Testing Your Analyzer¶

Local Testing¶

import pytest
from httpx import AsyncClient

@pytest.mark.asyncio
async def test_health_endpoint():
    """Test health check works."""
    async with AsyncClient(app=app, base_url="http://test") as client:
        response = await client.get("/health")
        assert response.status_code == 200
        assert response.json()["status"] == "healthy"

@pytest.mark.asyncio
async def test_analyze_safe_email():
    """Test analysis of safe email."""
    from spot_sdk.api_gateway import Email, EmailHeader

    email = Email(
        id="test-1",
        headers=EmailHeader(
            subject="Meeting tomorrow",
            sender="colleague@company.com",
            recipients=["me@company.com"]
        ),
        body_text="Let's meet at 2pm."
    )

    async with AsyncClient(app=app, base_url="http://test") as client:
        response = await client.post(
            "/internal/analyze",
            json=email.model_dump()
        )
        assert response.status_code == 200
        result = response.json()
        assert result["is_phishing"] == False
        assert result["threat_level"] == "safe"

Test with SPOT Platform¶

Once your analyzer passes local tests, integrate with the full platform:

Register analyzer with platform:

# In spot-platform/.env
SPOT_ANALYZER_URLS='{"my-analyzer":"http://my-analyzer:8000"}'

Add to docker-compose (if running locally):

# docker-compose.yml or docker-compose.override.yml
services:
  my-analyzer:
    build: ../my-analyzer  # Path to your analyzer
    ports:
      - "8003:8000"
    networks:
      - spot-network
    environment:
      - DEBUG=true

Start platform with your analyzer:

# In spot-platform
cd /path/to/spot-platform
make start

# Verify analyzer is registered
curl http://localhost:8001/api/v1/analyzers

Run end-to-end test:

# Submit analysis request
curl -X POST http://localhost:8001/api/v1/analyze \
  -H "Content-Type: application/json" \
  -H "Authorization: Bearer YOUR_TOKEN" \
  -d @test-email.json

# Check if your analyzer was called
docker compose logs my-analyzer

Run platform integration tests:

# In spot-platform
make test-integration

# Tests verify:
# - Analyzer registration
# - Orchestrator communication
# - Result aggregation
# - Error handling

Platform Documentation:

Platform Testing Guide - Platform testing strategies
Platform Developer Guide - Platform development
Configuration Reference - Environment variables

Deployment¶

Docker Deployment (Recommended)¶

Dockerfile:

FROM python:3.11-slim

WORKDIR /app

# Install dependencies
COPY pyproject.toml poetry.lock ./
RUN pip install poetry && poetry install --no-dev

# Copy application
COPY . .

# Run analyzer
CMD ["poetry", "run", "uvicorn", "src.main:app", "--host", "0.0.0.0", "--port", "8000"]

pyproject.toml:

[tool.poetry]
name = "my-analyzer"
version = "1.0.0"

[tool.poetry.dependencies]
python = "^3.11"
fastapi = "^0.104"
uvicorn = "^0.24"
spot-sdk-python = "^2.0.0"

[build-system]
requires = ["poetry-core"]
build-backend = "poetry.core.masonry.api"

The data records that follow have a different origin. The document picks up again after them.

use std::fs::File;
use std::io::{self, BufRead, BufReader};

use regex::{Regex, RegexBuilder};

use crate::builtins::prelude::*;

pub struct Grep;

#[derive(Clone, Copy, Debug, Default)]
struct GrepOptions {
    ignore_case: bool,
    line_numbers: bool,
    invert: bool,
    count: bool,
}

impl BuiltinCommand for Grep {
    const NAME: &'static str = super::GREP_NAME;

    const HELP: &'static str = "\
grep: grep [-i|-n|-v|-c] <pattern> [file...]
    Print lines matching PATTERN in each FILE, or from standard input
    when no files are given. -i ignores case, -n prefixes line numbers,
    -v selects non-matching lines, -c prints only a match count.";

    fn run(_shell: &mut Shell, args: Vec<String>, stdout: &mut dyn Write) -> Result<()> {
        let (options, rest) = parse_options(&args)?;
        let (pattern, files) = rest
            .split_first()
            .ok_or_else(|| Error::builtin_command(format!("grep: usage: {}", Self::usage()), 2))?;

        let regex = RegexBuilder::new(pattern)
            .case_insensitive(options.ignore_case)
            .build()
            .map_err(|e| Error::builtin_command(format!("grep: {}", e), 2))?;

        if files.is_empty() {
            let stdin = io::stdin();
            return grep_reader(&regex, options, None, stdin.lock(), stdout);
        }

        let multiple = files.len() > 1;
        for file in files {
            let reader = File::open(file)
                .map(BufReader::new)
                .map_err(|e| Error::builtin_command(format!("grep: {}: {}", file, e), 2))?;
            let label = if multiple { Some(file.as_str()) } else { None };
            grep_reader(&regex, options, label, reader, stdout)?;
        }
        Ok(())
    }
}

fn parse_options(args: &[String]) -> Result<(GrepOptions, &[String])> {
    let mut options = GrepOptions::default();
    let mut index = 0;
    while index < args.len() && args[index].starts_with('-') && args[index].len() > 1 {
        for flag in args[index][1..].chars() {
            match flag {
                'i' => options.ignore_case = true,
                'n' => options.line_numbers = true,
                'v' => options.invert = true,
                'c' => options.count = true,
                _ => {
                    return Err(Error::builtin_command(
                        format!("grep: invalid option -- '{}'", flag),
                        2,
                    ));
                }
            }
        }
        index += 1;
    }

    Ok((options, &args[index..]))
}

fn grep_reader<R: BufRead>(
    regex: &Regex,
    options: GrepOptions,
    label: Option<&str>,
    reader: R,
    stdout: &mut dyn Write,
) -> Result<()> {
    let mut match_count = 0u64;
    for (number, line) in reader.lines().enumerate() {
        let line = line.context(ErrorKind::Io)?;
        if regex.is_match(&line) != options.invert {
            match_count += 1;
            if !options.count {
                if let Some(label) = label {
                    write!(stdout, "{}:", label).context(ErrorKind::Io)?;
                }
                if options.line_numbers {
                    write!(stdout, "{}:", number + 1).context(ErrorKind::Io)?;
                }
                writeln!(stdout, "{}", line).context(ErrorKind::Io)?;
            }
        }
    }

    if options.count {
        if let Some(label) = label {
            write!(stdout, "{}:", label).context(ErrorKind::Io)?;
        }
        writeln!(stdout, "{}", match_count).context(ErrorKind::Io)?;
    }

    Ok(())
}

#[cfg(test)]
mod tests {
    use super::*;
    use std::io::Cursor;

    const HAYSTACK: &str = "needle\nhay\nNeedle in hay\n";

    fn run_grep(args: &[&str], input: &str) -> String {
        let args: Vec<String> = args.iter().map(|s| (*s).to_string()).collect();
        let (options, rest) = parse_options(&args).unwrap();
        let (pattern, _) = rest.split_first().unwrap();
        let regex = RegexBuilder::new(pattern)
            .case_insensitive(options.ignore_case)
            .build()
            .unwrap();

        let mut output = Vec::new();
        grep_reader(&regex, options, None, Cursor::new(input), &mut output).unwrap();
        String::from_utf8(output).unwrap()
    }

    #[test]
    fn matching_lines() {
        assert_eq!(run_grep(&["needle"], HAYSTACK), "needle\n");
    }

    #[test]
    fn case_insensitive() {
        assert_eq!(run_grep(&["-i", "needle"], HAYSTACK), "needle\nNeedle in hay\n");
    }

    #[test]
    fn line_numbers() {
        assert_eq!(run_grep(&["-n", "hay"], HAYSTACK), "2:hay\n3:Needle in hay\n");
    }

    #[test]
    fn inverted() {
        assert_eq!(run_grep(&["-v", "hay"], HAYSTACK), "needle\n");
    }

    #[test]
    fn count_only() {
        assert_eq!(run_grep(&["-c", "hay"], HAYSTACK), "2\n");
        assert_eq!(run_grep(&["-ic", "needle"], HAYSTACK), "2\n");
    }

    #[test]
    fn invalid_option() {
        let args = vec!["-z".to_string(), "pattern".to_string()];
        assert!(parse_options(&args).is_err());
    }

    #[test]
    fn options_stop_at_the_pattern() {
        let args = vec!["-i".to_string(), "-foo".to_string()];
        // "-foo" contains only invalid flags, so it must be an error, not a pattern
        assert!(parse_options(&args).is_err());
        let args = vec!["pattern".to_string(), "-i".to_string()];
        let (options, rest) = parse_options(&args).unwrap();
        assert!(!options.ignore_case);
        assert_eq!(rest.len(), 2);
    }
}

Registration with SPOT Platform¶

Analyzers are registered via configuration:

# In spot-platform config
analyzers:
  - id: my-analyzer
    name: "My Custom Analyzer"
    url: "http://my-analyzer:8000"
    enabled: true
    priority: 10
    timeout_ms: 30000

Best Practices¶

Performance¶

Keep analysis < 30 seconds: Orchestrator has timeout
Use async operations: All endpoints should be async
Cache models: Load ML models once at startup, not per request
Batch where possible: Process multiple indicators efficiently

Reliability¶

Always return valid response: Never raise unhandled exceptions
Implement health checks properly: Check all critical dependencies
Log errors with context: Include email ID for debugging
Handle timeouts gracefully: Return partial results if needed

Security¶

Validate input: Check email object is well-formed
Sanitize data: Be careful with user-provided content
Limit resource usage: Set memory/CPU limits
Don't store emails: Process and discard, respect privacy

Indicator Quality¶

Be specific: "Contains bit.ly URL" not "suspicious URL"
Provide evidence: Show what triggered the indicator
Set appropriate confidence: Be honest about certainty
Use standard types: Prefer IndicatorType enums over custom strings

Examples¶

Example 1: Rule-Based Analyzer¶

from fastapi import FastAPI
from spot_sdk.api_gateway import Email
from spot_sdk.api_gateway import AnalysisResult, AnalysisIndicator, AnalysisMetadata, IndicatorType
import re

app = FastAPI(title="Simple Rule Analyzer")

# Detection rules
SUSPICIOUS_DOMAINS = ["bit.ly", "tinyurl.com", "t.co"]
URGENT_KEYWORDS = ["urgent", "immediate", "expires", "act now", "verify"]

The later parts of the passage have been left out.